2. Beware of frayed cords and loose plugs. Inform your instructor.
3. Be careful when turning the nosepiece and when focusing that an
objective lens does not hit the slide or stage. This can break the slide
and damage the objective lens.
4. Clean the lenses with lens paper. Never use paper towels, tissues,
cloth, etc. They are abrasive and scratch the lenses.
5. Be sure to remove the slide from the microscope before returning it
to the microscope cabinet. Again, carry it carefully.
Orientation
1. Obtain an "e" slide from the supply table.
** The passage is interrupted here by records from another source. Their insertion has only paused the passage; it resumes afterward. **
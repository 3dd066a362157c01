// Target selection
//
// Greedy value-first choice: the most valuable cell within the current radius,
// nearest first among equals. This is not a value-per-step optimum; a far rich
// cell beats a near modest one as long as it is inside the radius.

use crate::config::TargetingConfig;
use crate::grid::{Grid, WeightedCell};
use crate::types::Cell;

/// A goal picked for one agent this tick
#[derive(Debug, Clone, Copy, PartialEq)]
pub struct Target {
    pub cell: Cell,
    pub price: i64,
    pub distance: f64,
    /// Radius at which the target was found
    pub radius: f64,
}

/// Expanding-radius target selector
#[derive(Debug, Clone)]
pub struct TargetSelector {
    initial_radius: f64,
    max_radius: f64,
}

impl TargetSelector {
    pub fn new(initial_radius: f64, max_radius: f64) -> Self {
        TargetSelector {
            initial_radius,
            max_radius,
        }
    }

    pub fn from_config(config: &TargetingConfig) -> Self {
        Self::new(config.initial_radius, config.max_radius)
    }

    /// Picks the best positive cell around `position`, or `None` if nothing lies within `max_radius`
    ///
    /// The radius doubles after each empty pass and is clamped to `max_radius`, so the
    /// last pass always runs at exactly `max_radius`.
    pub fn select(&self, grid: &Grid, position: &Cell) -> Option<Target> {
        let mut radius = self.initial_radius.min(self.max_radius);

        loop {
            if let Some(target) = Self::best_within(grid, position, radius) {
                return Some(target);
            }
            if radius >= self.max_radius || radius <= 0.0 {
                return None;
            }
            radius = (radius * 2.0).min(self.max_radius);
        }
    }

    fn best_within(grid: &Grid, position: &Cell, radius: f64) -> Option<Target> {
        grid.valued()
            .iter()
            .filter(|wc| wc.cell != *position && grid.in_bounds(&wc.cell))
            .map(|wc: &WeightedCell| (wc, position.euclidean(&wc.cell)))
            .filter(|&(_, distance)| distance <= radius)
            .min_by(|(a, da), (b, db)| {
                b.price
                    .cmp(&a.price)
                    .then(da.total_cmp(db))
                    .then(a.cell.cmp(&b.cell))
            })
            .map(|(wc, distance)| Target {
                cell: wc.cell,
                price: wc.price,
                distance,
                radius,
            })
    }
}

#[cfg(test)]
mod tests {
    use super::*;

    fn grid(cells: Vec<(Cell, i64)>) -> Grid {
        Grid::from_weighted(
            [100, 100, 100],
            cells.into_iter().map(|(c, p)| WeightedCell::new(c, p)),
        )
    }

    #[test]
    fn test_higher_value_wins_over_distance() {
        let g = grid(vec![
            (Cell::new(1, 0, 0), 5),
            (Cell::new(10, 0, 0), 50),
        ]);
        let target = TargetSelector::new(15.0, 64.0)
            .select(&g, &Cell::new(0, 0, 0))
            .unwrap();
        assert_eq!(target.cell, Cell::new(10, 0, 0));
        assert_eq!(target.price, 50);
    }

    #[test]
    fn test_nearer_wins_among_equal_values() {
        let g = grid(vec![
            (Cell::new(8, 0, 0), 5),
            (Cell::new(0, 3, 0), 5),
        ]);
        let target = TargetSelector::new(15.0, 64.0)
            .select(&g, &Cell::new(0, 0, 0))
            .unwrap();
        assert_eq!(target.cell, Cell::new(0, 3, 0));
    }

    #[test]
    fn test_radius_doubles_until_found() {
        let g = grid(vec![(Cell::new(40, 0, 0), 5)]);
        let target = TargetSelector::new(15.0, 64.0)
            .select(&g, &Cell::new(0, 0, 0))
            .unwrap();
        assert_eq!(target.radius, 60.0);
    }

    #[test]
    fn test_last_pass_runs_at_max_radius() {
        let g = grid(vec![(Cell::new(62, 0, 0), 5)]);
        let target = TargetSelector::new(15.0, 64.0)
            .select(&g, &Cell::new(0, 0, 0))
            .unwrap();
        assert_eq!(target.radius, 64.0);
    }

    #[test]
    fn test_target_beyond_max_radius_is_never_selected() {
        let g = grid(vec![(Cell::new(65, 0, 0), 1000)]);
        assert_eq!(
            TargetSelector::new(15.0, 64.0).select(&g, &Cell::new(0, 0, 0)),
            None
        );
    }

    #[test]
    fn test_own_position_is_not_a_target() {
        let g = grid(vec![(Cell::new(0, 0, 0), 1000)]);
        assert_eq!(
            TargetSelector::new(15.0, 64.0).select(&g, &Cell::new(0, 0, 0)),
            None
        );
    }
}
2. Using the coarse focus knob, move the stage downward so that you
have room to place the slide on the stage. Position the slide so that the
"e" is directly above the condenser, in the center of the hole in the stage
and facing you with the "e" right side up. Check that the condenser is
approximately 1/8" below the stage; use the condenser lens adjustment
if necessary.
3. Rotate the nosepiece to position the scanning (3.5x) objective above
the "e". Carefully raise the stage as high as possible without hitting the
objective - you should be looking directly at the lens and stage, not
through the eyepiece.
4. Now turn on the light source and look through the eyepiece. Adjust
the condenser iris diaphragm to give a comfortable light intensity.
5. Bring the "e" into focus by turning the coarse, then fine, focus knobs.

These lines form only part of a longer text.